When we were loading our van to move down here, my father asked me to double-check my room, to make sure I hadn’t missed anything. I opened drawers, checked the closet, and peeked under the bed. There was a lot of space, but not much else.

“I’m leaving,” I said to the room. I said it again, louder. “I AM LEAVING NOW.”

She appeared by the window, same sad smile, same sad dress.

“Where have you been?” I asked.

“Here,” she said.

“I don’t think your boyfriend is coming,” I said.

“I know,” she said.

“Well then why are you still here? Why don’t you just go?”

“Do you know how Peter died?”

“World War II,” I said, as if that was what was on his death certificate.

“He was shot in the stomach,” she said. “He showed me the scars.”

“When?”

“The day he died. He came to my window to tell me before anyone else could.” She turned to face the window. “Then he said I had to stay, that it was important that one of us got to live, but I couldn’t bear it. He told me he loved me, then started disappearing in front of me, so I grabbed his arm to pull him into the room and now he’s gone and I’m still here.”

“Did you jump, or did you fall?” I had gone way past the point of determining or observing any boundaries of politeness with Augustine.

“I fell. And on the way down Peter flew next to me and told me he was sorry, and I said the same, and I promised that I’d keep living, for both of us, until I’d lived enough to move on.”

“But you’re not really living,” I said. “I mean, you can’t even eat a Snickers.”

“Yes, but Peter never knew that. All he knew was that I was here and he was there. And as long as I was here, he went on thinking that I was alive.”

“That’s so effing depressing.”

“But it’s not completely untrue,” she said, smiling. “I’ve seen thousands of lives come in and out of this inn over the past however many years. I’ve seen parties and plays and romances and happy children and I’ve even managed to make a very nosy, very vocal friend.”

“Oh gawd. And now I’m leaving, too.”

“We’re both leaving,” she said, looking toward the window. A specter in a navy blue coat appeared beyond the glass, twirling about with an invisible dance partner. Augustine giggled. “I can’t believe you called him a creep,” she said. “At his own grave!”

“I blew your secret! And I insulted your ghost war-hero boyfriend! I am the worst.”

“You didn’t blow anything. You were the only one who wasn’t afraid. You lived, like real people live, and reminded me of how lovely that feels. And now I’m ready to go.”
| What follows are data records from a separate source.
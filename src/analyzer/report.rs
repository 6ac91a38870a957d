//! Structured records produced by a dump analyzer.
//!
//! These mirror the JSON an analyzer emits for one dump. Field names follow
//! the minidump stream structures they were extracted from.

use crate::memory::MemoryExtent;
use crate::regions::{self, Allocation};
use serde::{Deserialize, Serialize};

/// Everything an analyzer reports about one dump.
#[derive(Clone, Debug, Serialize, Deserialize)]
pub struct AnalysisReport {
    /// The four-character header signature, e.g. `MDMP`.
    pub magic: String,

    /// Size of the analyzed dump in bytes.
    pub bytelen: u64,

    #[serde(default)]
    pub module_info: Vec<ModuleRecord>,

    #[serde(default)]
    pub memory_info: MemoryInfoList,

    /// The spans of memory actually captured in the dump.
    #[serde(default)]
    pub memory_range: Vec<MemoryRangeRecord>,

    #[serde(default)]
    pub thread_list: Vec<ThreadRecord>,

    #[serde(default)]
    pub exception_record: Option<ExceptionRecord>,

    /// Opaque system description; passed through untouched.
    #[serde(default)]
    pub system_info: Option<serde_json::Value>,
}

impl AnalysisReport {
    /// The captured spans of memory, as extents into the dump.
    pub fn extents(&self) -> Vec<MemoryExtent> {
        self.memory_range.iter().map(MemoryExtent::from).collect()
    }

    /// The memory map as allocations, with module names filled in from the
    /// module list where the analyzer left them out.
    pub fn allocations(&self) -> regions::Result<Vec<Allocation>> {
        let mut allocations = self.memory_info.to_allocations()?;

        allocations.sort_by_key(|a| a.base_address);
        regions::annotate_modules(&mut allocations, &self.module_info);

        Ok(allocations)
    }
}

#[derive(Clone, Debug, PartialEq, Eq, Serialize, Deserialize)]
#[serde(rename_all = "PascalCase")]
pub struct ModuleRecord {
    pub base_of_image: u64,

    #[serde(default)]
    pub size_of_image: Option<u64>,

    #[serde(default)]
    pub module_name: Option<String>,
}

/// The memory map, in either of the two shapes analyzers emit.
#[derive(Clone, Debug, PartialEq, Eq, Serialize, Deserialize)]
#[serde(untagged)]
pub enum MemoryInfoList {
    /// Regions already grouped by the allocation they belong to.
    Allocations(Vec<AllocationRecord>),

    /// One record per region, as they appear in the memory info stream.
    Regions(Vec<MemoryInfoRecord>),
}

impl Default for MemoryInfoList {
    fn default() -> Self {
        MemoryInfoList::Allocations(Vec::new())
    }
}

impl MemoryInfoList {
    pub fn to_allocations(&self) -> regions::Result<Vec<Allocation>> {
        match self {
            MemoryInfoList::Allocations(records) => {
                Ok(records.iter().map(Allocation::from).collect())
            }
            MemoryInfoList::Regions(records) => regions::group_regions(records),
        }
    }
}

/// One allocation and the protection regions that partition it.
#[derive(Clone, Debug, PartialEq, Eq, Serialize, Deserialize)]
#[serde(rename_all = "PascalCase")]
pub struct AllocationRecord {
    pub allocation_base: u64,
    pub allocation_size: u64,

    #[serde(default)]
    pub allocation_protect: u32,

    #[serde(default)]
    pub module_name: Option<String>,

    pub regions: Vec<RegionRecord>,
}

#[derive(Clone, Debug, PartialEq, Eq, Serialize, Deserialize)]
#[serde(rename_all = "PascalCase")]
pub struct RegionRecord {
    pub base_address: u64,
    pub region_size: u64,
    pub state: u32,
    pub protect: u32,

    #[serde(rename = "Type")]
    pub kind: u32,
}

/// A region as listed in the minidump memory info stream.
#[derive(Clone, Debug, PartialEq, Eq, Serialize, Deserialize)]
#[serde(rename_all = "PascalCase")]
pub struct MemoryInfoRecord {
    pub base_address: u64,
    pub allocation_base: u64,

    #[serde(default)]
    pub allocation_protect: u32,

    pub region_size: u64,
    pub state: u32,
    pub protect: u32,

    #[serde(rename = "Type")]
    pub kind: u32,
}

impl From<&MemoryInfoRecord> for RegionRecord {
    fn from(info: &MemoryInfoRecord) -> Self {
        RegionRecord {
            base_address: info.base_address,
            region_size: info.region_size,
            state: info.state,
            protect: info.protect,
            kind: info.kind,
        }
    }
}

#[derive(Clone, Debug, PartialEq, Eq, Serialize, Deserialize)]
#[serde(rename_all = "PascalCase")]
pub struct MemoryRangeRecord {
    pub address: u64,
    pub location: LocationRecord,
}

/// Where a captured range lives inside the dump file.
#[derive(Clone, Debug, PartialEq, Eq, Serialize, Deserialize)]
#[serde(rename_all = "PascalCase")]
pub struct LocationRecord {
    pub offset: u64,
    pub length: u64,
}

impl From<&MemoryRangeRecord> for MemoryExtent {
    fn from(range: &MemoryRangeRecord) -> Self {
        MemoryExtent::new(range.address, range.location.length, range.location.offset)
    }
}

#[derive(Clone, Debug, PartialEq, Eq, Serialize, Deserialize)]
#[serde(rename_all = "PascalCase")]
pub struct ThreadRecord {
    pub thread_id: u32,
    pub context: ThreadContext,
}

impl ThreadRecord {
    /// The thread's program counter at the time of the dump.
    pub fn instruction_pointer(&self) -> Option<u64> {
        match self.context.kind {
            ContextKind::X86 => self.context.eip,
            ContextKind::X64 | ContextKind::Other => self.context.rip,
            ContextKind::Missing => None,
        }
    }
}

/// The slice of a thread's register context the viewer cares about.
#[derive(Clone, Debug, PartialEq, Eq, Serialize, Deserialize)]
#[serde(rename_all = "PascalCase")]
pub struct ThreadContext {
    #[serde(rename = "type")]
    pub kind: ContextKind,

    #[serde(default, skip_serializing_if = "Option::is_none")]
    pub eip: Option<u64>,

    #[serde(default, skip_serializing_if = "Option::is_none")]
    pub rip: Option<u64>,
}

#[derive(Copy, Clone, Debug, PartialEq, Eq, Serialize, Deserialize)]
pub enum ContextKind {
    #[serde(rename = "X86")]
    X86,

    #[serde(rename = "X64", alias = "AMD64")]
    X64,

    /// The thread's context could not be read from the dump.
    #[serde(rename = "None")]
    Missing,

    #[serde(other)]
    Other,
}

#[derive(Clone, Debug, PartialEq, Eq, Serialize, Deserialize)]
#[serde(rename_all = "PascalCase")]
pub struct ExceptionRecord {
    pub thread_id: u32,
    pub exception: ExceptionDetail,
}

#[derive(Clone, Debug, PartialEq, Eq, Serialize, Deserialize)]
#[serde(rename_all = "PascalCase")]
pub struct ExceptionDetail {
    #[serde(default, alias = "ExceptionCode")]
    pub code: Option<u32>,

    pub address: u64,
}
“Snickers are a very powerful candy,” I said.

“You’re a very strange girl,” she said. “And I’m saying this as someone who is about to go fly off with her ghost boyfriend.”

“I’m going to miss you,” I said.

And then we both left the inn, forever. The end.

(Well I didn’t leave forever, we still go back there in the summer to visit my parents’ friends. But she’s gone. The room is always warm, even in the dead of winter.)

***

Ugh, I’m so bad at this. I’m so bad at this because this is supposed to be a love letter, and I’ve never even written a love letter before. I’ve tried 38 drafts and all I could come up with was the story of a ghost who couldn’t eat candy bars.

What I am trying to tell you, in my own way, is this: when you said you loved me and I said “OK!” and like, ran to my car, it was not because I do not love you back. I love you too much, I think. That is the problem. I love you so much that I worry that I’ll fall out of a window trying to follow you wherever you go. I love you so much that I’d haunt a crummy inn for 70 years, watching other people live, if you didn’t get the chance to, so that I could tell you decades’ worth of stories whenever we ended up together again. I love you so much that I’d consider giving my Snickers to a ghost, but I’d probably eat them—get real, you know me too well so whatever.

I mean, I love you.

Why do I write about dead people? Sometimes I think they are better at recognizing the value of living. And they are always able to say pretty things about it, because they’re already dead, and therefore can’t die of embarrassment or shame when trying to compose a sonnet. A sonnet! I almost wrote you a sonnet! Ugh, Owen, you are the worst.

And I would haunt the universe for you.